# EXERCISE:
Report every line below that carries the word "meshes".

# RECORDS PROVIDED:
//! Built-in rule tables for a Fallout 4 `Data` directory.

use once_cell::sync::Lazy;

use super::types::ConfigRegressionRule;

pub static TOP_LEVEL_FOLDERS: &[&str] = &[
    "f4se",
    "interface",
    "lodsettings",
    "materials",
    "meshes",
    "misc",
    "music",
    "programs",
    "scripts",
    "shadersfx",
    "sound",
    "strings",
    "terrain",
    "textures",
    "tools",
    "video",
    "vis",
    "mcm",
    "complex sorter",
];

/// Installer leftovers; the scan reports them and does not descend.
pub static PACKAGING_FOLDERS: &[&str] = &["fomod"];

pub static JUNK_FILE_NAMES: &[&str] = &["desktop.ini", "thumbs.db", ".ds_store"];

pub static JUNK_FILE_SUFFIXES: &[&str] = &[".tmp", ".bak", ".orig"];

pub static FORMAT_WHITELIST: &[(&str, &[&str])] = &[
    ("meshes", &["nif", "bto", "btr", "hkx", "tri", "ssf", "lod", "txt"]),
    ("textures", &["dds"]),
    ("sound", &["xwm", "fuz", "wav", "lip"]),
    ("music", &["xwm", "wav"]),
    ("scripts", &["pex", "psc"]),
    ("materials", &["bgsm", "bgem"]),
    ("strings", &["strings", "dlstrings", "ilstrings"]),
    ("f4se", &["ini", "toml", "json", "txt", "log", "csv", "bin", "pex", "psc"]),
];

/// Plugin modules live under `F4SE/Plugins` even though the folder's
/// whitelist covers data files only.
pub static FORMAT_EXCEPTIONS: &[(&str, &[&str])] = &[("f4se", &["dll"])];

pub static PREVIS_FOLDERS: &[&str] = &["vis", "meshes/precombined"];

pub static ANIM_TEXT_FOLDERS: &[&str] = &["meshes/animtextdata"];

pub static COMPLEX_SORTER_RULE: Lazy<ConfigRegressionRule> = Lazy::new(|| ConfigRegressionRule {
    folder_marker: "complex sorter".to_string(),
    file_suffix: ".ini".to_string(),
    deprecated_field: "EditorID".to_string(),
    replacement: "FormKey".to_string(),
    comment_prefixes: vec![";".to_string(), "#".to_string()],
});

pub static PROBLEM_OVERRIDES: &[(&str, &str)] = &[
    (
        "meshes/actors/character/characterassets/skeleton.nif",
        "Loose skeleton overrides break animations from other mods; remove it unless a mod requires it",
    ),
    (
        "interface/hudmenu.swf",
        "Outdated HUD menu override; remove it or update the mod that provides it",
    ),
    (
        "scripts/instancenamingrules.pex",
        "Old naming rules script conflicts with current game updates; delete it",
    ),
];

pub static REQUIRED_FILES: &[&str] = &["Fallout4.esm"];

# FINISHED TASK:
    "meshes",
    ("meshes", &["nif", "bto", "btr", "hkx", "tri", "ssf", "lod", "txt"]),
pub static PREVIS_FOLDERS: &[&str] = &["vis", "meshes/precombined"];
pub static ANIM_TEXT_FOLDERS: &[&str] = &["meshes/animtextdata"];
        "meshes/actors/character/characterassets/skeleton.nif",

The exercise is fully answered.